We are helping reveal and acknowledge a relatively overlooked, yet very important local military character, a socially significant ex-combatant in need of support, recognition and one who merits disarmament, demobilization and reintegration (DDR).
“Who controls the past, ran the party slogan controls the future.
Who controls the present controls the past”
(George Orwell 1949)
“To look is to draw attention to something. In everyday language we often say, “would you look over there please” or “look at that” In other words looking requires lenses that draw attention and help us become aware. To see, on the other hand, is to look beyond and deeper. Seeing insight and understanding. “Do you see what I mean” – Understanding is the process of creating meaning. Meaning requires that we bring something into sharper focus. – Conflict transformation is more than a set of specific techniques; it is a way of looking as well as seeing”
(John Paul Lederach 2003)
According to Lederach, “Looking and seeing both require lenses” – With this in mind, Uniform November is research and development of an alternative lens, one which will broaden the peripheral focus of humanitarian agencies addressing the challenges of post conflict peace building (PCPB). Research which could help provide a more nuanced understanding of elements essential for post conflict social cohesion. In the hope that it will help communities collectively acknowledge and understand their post conflict entangled emotions, memories and trauma, whilst providing a deeper analysis of the sensitive dichotomy of victim versus perpetrator.
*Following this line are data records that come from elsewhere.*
use proc_macro2::{Span, TokenStream};
use quote::{quote, quote_spanned};
use syn::{
    spanned::Spanned, FnArg, GenericArgument, ImplItem, ImplItemFn, ItemImpl, PathArguments,
    ReturnType, Type,
};

const MARKER: &str = "command_handler";

/// What a handler method declares as its result.
#[derive(Debug, Clone, PartialEq)]
pub(crate) enum HandlerReturn {
    /// No result, or `()`.
    Void,
    /// A plain value.
    Value,
    /// `Result<(), E>`, or a `Result` alias without type arguments.
    FallibleVoid,
    /// `Result<R, E>`, or an alias such as `io::Result<R>`.
    FallibleValue,
}

impl HandlerReturn {
    fn has_return_value(&self) -> bool {
        matches!(self, HandlerReturn::Value | HandlerReturn::FallibleValue)
    }
}

/// The parts of a marked method the registration table needs.
#[derive(Debug, Clone)]
pub(crate) struct HandlerSignature {
    pub ident: syn::Ident,
    pub command_ty: Type,
    pub accepts_context: bool,
    pub returns: HandlerReturn,
    pub output_span: Span,
}

pub(crate) fn expand(attr: TokenStream, item: TokenStream) -> syn::Result<TokenStream> {
    if !attr.is_empty() {
        return Err(syn::Error::new(
            attr.span(),
            "#[command_handlers] takes no arguments",
        ));
    }

    let mut item: ItemImpl = syn::parse2(item)?;
    if let Some((_, path, _)) = &item.trait_ {
        return Err(syn::Error::new(
            path.span(),
            "#[command_handlers] must be placed on an inherent impl block",
        ));
    }

    let mut signatures = Vec::new();
    let mut errors: Option<syn::Error> = None;

    for impl_item in &mut item.items {
        let ImplItem::Fn(method) = impl_item else {
            continue;
        };

        match take_marker(method) {
            Ok(false) => continue,
            Ok(true) => match handler_signature(method) {
                Ok(signature) => signatures.push(signature),
                Err(err) => combine(&mut errors, err),
            },
            Err(err) => combine(&mut errors, err),
        }
    }

    if let Some(err) = errors {
        return Err(err);
    }

    let self_ty = &item.self_ty;
    let (impl_generics, _, where_clause) = item.generics.split_for_impl();
    let bindings = signatures.iter().map(binding_tokens);

    Ok(quote! {
        #item

        impl #impl_generics ::command_adapter::CommandHandlers for #self_ty #where_clause {
            fn register_handlers(
                handlers: ::command_adapter::HandlerRegistryBuilder<Self>,
            ) -> ::command_adapter::HandlerRegistryBuilder<Self> {
                handlers
                #(#bindings)*
            }
        }
    })
}

/// Remove the `#[command_handler]` marker from a method, reporting whether
/// it was there.
fn take_marker(method: &mut ImplItemFn) -> syn::Result<bool> {
    let mut found = false;
    let mut result = Ok(());

    method.attrs.retain(|attr| {
        let is_marker = attr
            .path()
            .segments
            .last()
            .is_some_and(|segment| segment.ident == MARKER);
        if !is_marker {
            return true;
        }
        if found {
            result = Err(syn::Error::new(attr.span(), "duplicate #[command_handler] marker"));
        } else if !matches!(attr.meta, syn::Meta::Path(_)) {
            result = Err(syn::Error::new(attr.span(), "#[command_handler] takes no arguments"));
        }
        found = true;
        false
    });

    result.map(|()| found)
}

/// Validate a marked method and extract its handler signature.
pub(crate) fn handler_signature(method: &ImplItemFn) -> syn::Result<HandlerSignature> {
    let sig = &method.sig;

    if let Some(asyncness) = &sig.asyncness {
        return Err(syn::Error::new(
            asyncness.span(),
            "command handlers must be synchronous",
        ));
    }
    if !sig.generics.params.is_empty() {
        return Err(syn::Error::new(
            sig.generics.span(),
            "command handlers cannot be generic; the command type is the dispatch key",
        ));
    }

    let mut inputs = sig.inputs.iter();
    match inputs.next() {
        Some(FnArg::Receiver(receiver))
            if receiver.reference.is_some()
                && receiver.mutability.is_none()
                && receiver.colon_token.is_none() => {}
        Some(FnArg::Receiver(receiver)) => {
            return Err(syn::Error::new(
                receiver.span(),
                "command handlers must take `&self`",
            ));
        }
        _ => {
            return Err(syn::Error::new(
                sig.ident.span(),
                "command handlers must be methods taking `&self`",
            ));
        }
    }

    let params: Vec<&Type> = inputs
        .map(|arg| match arg {
            FnArg::Typed(pat_type) => &*pat_type.ty,
            FnArg::Receiver(receiver) => &*receiver.ty,
        })
        .collect();

    let (command_ty, context_ty) = match params.as_slice() {
        [] => {
            return Err(syn::Error::new(
                sig.paren_token.span.join(),
                "command handlers must accept a command parameter",
            ));
        }
        [command] => (*command, None),
        [command, context] => (*command, Some(*context)),
        [_, _, extra, ..] => {
            return Err(syn::Error::new(
                extra.span(),
                "command handlers accept a command and an optional `&CommandContext`, nothing more",
            ));
        }
    };

    check_command_type(command_ty)?;
    if let Some(context_ty) = context_ty {
        check_context_type(context_ty)?;
    }

    Ok(HandlerSignature {
        ident: sig.ident.clone(),
        command_ty: command_ty.clone(),
        accepts_context: context_ty.is_some(),
        returns: handler_return(&sig.output),
        output_span: sig.output.span(),
    })
}

fn check_command_type(ty: &Type) -> syn::Result<()> {
    let problem = match ty {
        Type::Reference(_) => Some("the command parameter must be an owned value, not a reference"),
        Type::ImplTrait(_) | Type::TraitObject(_) => {
            Some("the command parameter must be a concrete type")
        }
        Type::Infer(_) | Type::Never(_) => Some("the command parameter must be a concrete type"),
        _ => None,
    };

    match problem {
        Some(message) => Err(syn::Error::new(ty.span(), message)),
        None => Ok(()),
    }
}

fn check_context_type(ty: &Type) -> syn::Result<()> {
    let is_context = match ty {
        Type::Reference(reference) if reference.mutability.is_none() => match &*reference.elem {
            Type::Path(path) => path
                .path
                .segments
                .last()
                .is_some_and(|segment| segment.ident == "CommandContext"),
            _ => false,
        },
        _ => false,
    };

    if is_context {
        Ok(())
    } else {
        Err(syn::Error::new(
            ty.span(),
            "the second parameter of a command handler must be `&CommandContext`",
        ))
    }
}

/// Classify a return type by its spelling.
///
/// Any path whose last segment is named `Result` or ends in `Result` is a
/// `Result` alias. Its first type argument is taken as the success type; an
/// alias without arguments (`fmt::Result`) is taken as `Result<(), E>`. The
/// generated code checks both guesses against the real type.
fn handler_return(output: &ReturnType) -> HandlerReturn {
    let ty = match output {
        ReturnType::Default => return HandlerReturn::Void,
        ReturnType::Type(_, ty) => &**ty,
    };

    let last = match ty {
        Type::Tuple(tuple) if tuple.elems.is_empty() => return HandlerReturn::Void,
        Type::Path(path) => match path.path.segments.last() {
            Some(last) => last,
            None => return HandlerReturn::Value,
        },
        _ => return HandlerReturn::Value,
    };
    if !last.ident.to_string().ends_with("Result") {
        return HandlerReturn::Value;
    }

    let ok_ty = match &last.arguments {
        PathArguments::AngleBracketed(args) => args.args.iter().find_map(|arg| match arg {
            GenericArgument::Type(ty) => Some(ty),
            _ => None,
        }),
        _ => None,
    };
    match ok_ty {
        Some(Type::Tuple(tuple)) if tuple.elems.is_empty() => HandlerReturn::FallibleVoid,
        Some(_) => HandlerReturn::FallibleValue,
        None => HandlerReturn::FallibleVoid,
    }
}

fn binding_tokens(signature: &HandlerSignature) -> TokenStream {
    let ident = &signature.ident;
    let name = ident.to_string();
    let command_ty = &signature.command_ty;
    let accepts_context = signature.accepts_context;
    let has_return_value = signature.returns.has_return_value();

    let call = if accepts_context {
        quote! { Self::#ident(target, command, context) }
    } else {
        quote! { Self::#ident(target, command) }
    };

    let body = match signature.returns {
        HandlerReturn::Void => quote! {
            #call;
            ::core::result::Result::Ok(::command_adapter::Outcome::Void)
        },
        HandlerReturn::Value => quote! {
            ::core::result::Result::Ok(::command_adapter::Outcome::value(#call))
        },
        // Spanned at the return type so a non-`Result` type named `...Result`
        // is reported there.
        HandlerReturn::FallibleVoid => quote_spanned! {signature.output_span=>
            ::command_adapter::IntoHandlerResult::into_handler_result(#call)
                .map(|()| ::command_adapter::Outcome::Void)
        },
        HandlerReturn::FallibleValue => quote_spanned! {signature.output_span=>
            ::command_adapter::IntoHandlerResult::into_handler_result(#call)
                .map(::command_adapter::Outcome::value)
        },
    };

    let context_param = if accepts_context {
        quote! { context }
    } else {
        quote! { _context }
    };

    quote! {
        .bind::<#command_ty, _>(
            #name,
            ::command_adapter::HandlerShape::new(#accepts_context, #has_return_value),
            |target: &Self,
             command: #command_ty,
             #context_param: &::command_adapter::CommandContext|
             -> ::core::result::Result<::command_adapter::Outcome, ::command_adapter::HandlerFailure> {
                #body
            },
        )
    }
}

fn combine(errors: &mut Option<syn::Error>, err: syn::Error) {
    match errors {
        Some(existing) => existing.combine(err),
        None => *errors = Some(err),
    }
}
We are helping reveal and acknowledge a relatively overlooked, yet very important local military character, a socially significant ex-combatant in need of support, recognition and one who merits disarmament, demobilization and reintegration (DDR). In this case, the ex-combatants aren’t people but buildings, ordinary structures, every day buildings which, like many of their human counterparts, were caught-up in conflict and ‘used’ for violent means. Buildings which depending on what side of the conflict you were affiliated to, meant very different things.
This identification, acknowledgment and the subsequent handling of ex-combatant buildings will help communities take ownership of their present post-conflict condition, help protect them from the negative consequences of any manipulation and misinterpretation of the past and muffle the call for any return to violence in the future.
Like all combatants, these buildings have had a role in violence of one sort or another, in many cases they have had a significant part to play within the past conflict and in some cases, many conflicts before that. However, unlike their human counterparts, there is little consideration with regards their role in society after the war has ended, in other words, their disarmament, demobilization and reintegration (DDR) a process of reintroduction to the communities they helped fracture during conflict. A process that recognises that if these buildings had been ex-combatants in the typical sense, many of them would be considered high ranking senior figures, responsible for intelligence gathering and dissemination, propaganda, logistics, punishment, law enforcement and communication. Ex-combatants that amplify the duplicitous condition of “one man's freedom fighter is another man's terrorist”
Therefore, these buildings represent a complicated and contrasting set of post conflict emotions. For those people within a post-conflict community, depending on what their affiliation was in the violence, these buildings could have been feared and reviled by some or respected, welcomed and even loved by others. To leave these senior military figures unchallenged, unsupported and mistreated in ethnically diverse communities riddled with post-conflict emotional entanglement, renders any reconciliation more fragile, therefore more susceptible to failure and manipulation resulting in recurrence of violence.
It is imperative then, that at the earliest stages of non-direct violence, these characters are identified and understood. The first step is to recognise these buildings as ex-combatants, which is not difficult to conceive, when you consider that according to the UN’s 2014 Operational Guide to the Integrated Disarmament, Demobilization and Reintegration Standards (IDDRS), a combatant is the following:
“ a member of a national army or an irregular military; or is actively participating in military activities and hostilities; or is involved in recruiting or training military personnel; or holds a command or decision-making position within a national army or an armed organization; or arrived in a host country carrying arms or in military uniform or as part of a military structure; or having arrived in a host country as an ordinary civilian, thereafter assumes, or shows determination to assume, any of the above attributes”.
If these buildings fit the description and can be recognised as combatants and therefore ex-combatants, then there is an argument to be made, that these buildings require an approach underpin by a DDR process, (just like any other ex-combatant in a DDR programme), a method developed to manage their position in society and to find ways for them to play a positive role in the communities they help dislocate, thus re-developing a renewed peacetime trust and social worth. Given the support they need, these buildings could take a senior role in reconciliation, they could defuse the temptation to scapegoat the other and help establish humanity where ‘othering’ was so prevalent.
Moreover, these buildings hold a subtle key to a more stable foundation from which to decipher and vent past social upheaval. Understood properly, they could help establish a more positive iteration of a past community, one with renewed hope and the bravery to explore a more transparent sense of belonging and place, where healing and tolerance can be promoted and worked towards. An environment where all sides of the conflict can feel acknowledged daily.